Why does groundwater nitrate vary so much across Nebraska?
Have you ever wondered why groundwater nitrate maps show so much variation across Nebraska? Or why wells near to your own tested well have such different nitrate levels? The answer has three parts. Nitrate in groundwater varies from place to place because of differences in:
- the amount of nitrate that travels below the root zone and toward the water table;
- the natural processes in the aquifer that remove nitrate from groundwater; and
- the length of time for nitrate to reach wells of a different depth or construction standard.
In the following, we’ll break down those three pieces and explain how they affect nitrate levels.

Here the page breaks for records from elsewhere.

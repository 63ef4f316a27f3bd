//! Official-account menu management.
//!
//! # Usage
//!
//! ```bash
//! # Publish the default menu
//! zwjz-cli wechat menu
//!
//! # Print the menu JSON without publishing
//! zwjz-cli wechat menu --dry-run
//! ```
//!
//! Uses the same environment as the service (`ZWJZ_BASE_URL` and the
//! `WECHAT_*` group).

use thiserror::Error;

use zhiweijz_wechat::config::{ConfigError, ServiceConfig};
use zhiweijz_wechat::wechat::client::{WechatClient, default_menu};
use zhiweijz_wechat::wechat::WechatError;

/// Default OAuth `state` for the binding entry, matching the binding page.
const BIND_STATE: &str = "binding";

#[derive(Debug, Error)]
pub enum MenuError {
    #[error("Configuration error: {0}")]
    Config(#[from] ConfigError),

    #[error("WeChat is not configured (set WECHAT_APP_ID and related variables)")]
    NotConfigured,

    #[error("Invalid URL: {0}")]
    Url(#[from] url::ParseError),

    #[error("Menu serialization failed: {0}")]
    Json(#[from] serde_json::Error),

    #[error("WeChat API error: {0}")]
    Wechat(#[from] WechatError),
}

/// Build the default menu and publish it, or print it with `dry_run`.
///
/// # Errors
///
/// Returns an error if configuration is incomplete or the API rejects the
/// menu.
pub async fn publish(website: &str, dry_run: bool) -> Result<(), MenuError> {
    let config = ServiceConfig::from_env()?;
    let wechat = config.wechat.as_ref().ok_or(MenuError::NotConfigured)?;

    let client = WechatClient::new(wechat);
    let bind_url = client.authorize_url(&config.bind_url(), BIND_STATE)?;
    let menu = default_menu(bind_url.as_str(), website);

    if dry_run {
        #[allow(clippy::print_stdout)]
        {
            println!("{}", serde_json::to_string_pretty(&menu)?);
        }
        return Ok(());
    }

    tracing::info!(buttons = menu.button.len(), "Publishing menu...");
    client.create_menu(&menu).await?;
    tracing::info!("Menu published");
    Ok(())
}
//! Binding session states and their transitions.
//!
//! Pure: guards that need I/O (credential checks, book ownership, version
//! checks) live in [`super::BindingService`], which only applies events this
//! function accepts.

use zhiweijz_core::{AccountBookId, UserId};

use crate::models::Binding;

/// Where one external identity stands in the binding workflow.
#[derive(Debug, Clone, Copy, PartialEq, Eq)]
pub enum BindingState {
    /// No active binding
    Unbound,
    /// Credentials verified (or bound user revisiting); a book must be chosen
    AwaitingSelection {
        user_id: UserId,
        /// Book of the existing binding, shown on the re-bind page
        current: Option<AccountBookId>,
    },
    Bound {
        user_id: UserId,
        account_book_id: Option<AccountBookId>,
    },
    /// Unbind requested, soft delete pending
    Unbinding { user_id: UserId },
}

/// Inputs that move the workflow forward.
#[derive(Debug, Clone, Copy, PartialEq, Eq)]
pub enum BindingEvent {
    CredentialsVerified { user_id: UserId },
    CredentialsRejected,
    /// Bound user opened the binding page again
    Revisit,
    SelectBook { account_book_id: AccountBookId },
    Unbind,
    UnbindCommitted,
}

/// An event that does not apply in the current state.
#[derive(Debug, Clone, Copy, PartialEq, Eq, thiserror::Error)]
#[error("event {event:?} not allowed in state {state:?}")]
pub struct InvalidTransition {
    pub state: BindingState,
    pub event: BindingEvent,
}

impl BindingState {
    /// State implied by a stored row.
    #[must_use]
    pub fn of(binding: Option<&Binding>) -> Self {
        match binding {
            Some(b) if b.is_active => Self::Bound {
                user_id: b.user_id,
                account_book_id: b.account_book_id,
            },
            _ => Self::Unbound,
        }
    }

    /// Apply `event`.
    ///
    /// # Errors
    ///
    /// Returns [`InvalidTransition`] if the event does not apply.
    pub const fn apply(self, event: BindingEvent) -> Result<Self, InvalidTransition> {
        let next = match (self, event) {
            (Self::Unbound, BindingEvent::CredentialsVerified { user_id }) => {
                Self::AwaitingSelection {
                    user_id,
                    current: None,
                }
            }
            (Self::Unbound, BindingEvent::CredentialsRejected) => Self::Unbound,
            // signing in again switches the binding to that account
            (Self::Bound { .. }, BindingEvent::CredentialsVerified { user_id }) => {
                Self::AwaitingSelection {
                    user_id,
                    current: None,
                }
            }
            (state @ Self::Bound { .. }, BindingEvent::CredentialsRejected) => state,
            (
                Self::Bound {
                    user_id,
                    account_book_id,
                },
                BindingEvent::Revisit,
            ) => Self::AwaitingSelection {
                user_id,
                current: account_book_id,
            },
            (Self::AwaitingSelection { user_id, .. }, BindingEvent::SelectBook { account_book_id }) => {
                Self::Bound {
                    user_id,
                    account_book_id: Some(account_book_id),
                }
            }
            (
                Self::Bound { user_id, .. } | Self::AwaitingSelection { user_id, .. },
                BindingEvent::Unbind,
            ) => Self::Unbinding { user_id },
            (Self::Unbinding { .. }, BindingEvent::UnbindCommitted) => Self::Unbound,
            (state, event) => return Err(InvalidTransition { state, event }),
        };
        Ok(next)
    }
}

#[cfg(test)]
#[allow(clippy::unwrap_used)]
mod tests {
    use super::*;

    fn ids() -> (UserId, AccountBookId, AccountBookId) {
        (
            UserId::generate(),
            AccountBookId::generate(),
            AccountBookId::generate(),
        )
    }

    #[test]
    fn test_first_bind() {
        let (user_id, book, _) = ids();
        let state = BindingState::Unbound
            .apply(BindingEvent::CredentialsVerified { user_id })
            .unwrap();
        assert_eq!(
            state,
            BindingState::AwaitingSelection {
                user_id,
                current: None
            }
        );

        let state = state
            .apply(BindingEvent::SelectBook {
                account_book_id: book,
            })
            .unwrap();
        assert_eq!(
            state,
            BindingState::Bound {
                user_id,
                account_book_id: Some(book)
            }
        );
    }

    #[test]
    fn test_rejected_credentials_stay_unbound() {
        let state = BindingState::Unbound
            .apply(BindingEvent::CredentialsRejected)
            .unwrap();
        assert_eq!(state, BindingState::Unbound);
    }

    #[test]
    fn test_rebind_keeps_user_and_shows_current() {
        let (user_id, old, new) = ids();
        let bound = BindingState::Bound {
            user_id,
            account_book_id: Some(old),
        };

        let revisit = bound.apply(BindingEvent::Revisit).unwrap();
        assert_eq!(
            revisit,
            BindingState::AwaitingSelection {
                user_id,
                current: Some(old)
            }
        );

        let rebound = revisit
            .apply(BindingEvent::SelectBook {
                account_book_id: new,
            })
            .unwrap();
        assert_eq!(
            rebound,
            BindingState::Bound {
                user_id,
                account_book_id: Some(new)
            }
        );
    }

    #[test]
    fn test_unbind() {
        let (user_id, book, _) = ids();
        let bound = BindingState::Bound {
            user_id,
            account_book_id: Some(book),
        };
        let unbinding = bound.apply(BindingEvent::Unbind).unwrap();
        assert_eq!(unbinding, BindingState::Unbinding { user_id });
        assert_eq!(
            unbinding.apply(BindingEvent::UnbindCommitted).unwrap(),
            BindingState::Unbound
        );
    }

    #[test]
    fn test_select_requires_verified_user() {
        let (_, book, _) = ids();
        let err = BindingState::Unbound
            .apply(BindingEvent::SelectBook {
                account_book_id: book,
            })
            .unwrap_err();
        assert_eq!(err.state, BindingState::Unbound);
    }

    #[test]
    fn test_credentials_while_bound_switch_account() {
        let (user_id, book, _) = ids();
        let other = UserId::generate();
        let bound = BindingState::Bound {
            user_id,
            account_book_id: Some(book),
        };

        assert_eq!(bound.apply(BindingEvent::CredentialsRejected).unwrap(), bound);
        assert_eq!(
            bound
                .apply(BindingEvent::CredentialsVerified { user_id: other })
                .unwrap(),
            BindingState::AwaitingSelection {
                user_id: other,
                current: None
            }
        );
    }

    #[test]
    fn test_unbound_cannot_unbind() {
        assert!(BindingState::Unbound.apply(BindingEvent::Unbind).is_err());
    }

    #[test]
    fn test_state_of_row() {
        let (user_id, book, _) = ids();
        let now = chrono::Utc::now();
        let mut row = Binding {
            id: zhiweijz_core::BindingId::generate(),
            external_id: zhiweijz_core::ExternalId::parse("openid-1").unwrap(),
            user_id,
            account_book_id: Some(book),
            is_active: true,
            version: 1,
            created_at: now,
            updated_at: now,
        };
        assert_eq!(
            BindingState::of(Some(&row)),
            BindingState::Bound {
                user_id,
                account_book_id: Some(book)
            }
        );

        row.is_active = false;
        assert_eq!(BindingState::of(Some(&row)), BindingState::Unbound);
        assert_eq!(BindingState::of(None), BindingState::Unbound);
    }
}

Nitrate Seeping Underground
Nitrate reaches the deeper unsaturated subsurface regions — below crop root zones, for instance — due to application of fertilizers, mineralization of organic matter, and/or movement of animal or human wastes into the ground. The rate at which this occurs is highly dependent on local soils and the amount and timing of precipitation or applied water in the area. Once nitrate has moved below the root zone, where it can be utilized by plants, nitrate will easily move downward toward the water table and into the groundwater system. Most high-nitrate groundwater (e.g., > 10 ppm) is located near areas with intensive row crop production, although animal agriculture can also contribute. There are cases where nitrate is naturally released from subsurface sediments, but these are relatively rare and localized.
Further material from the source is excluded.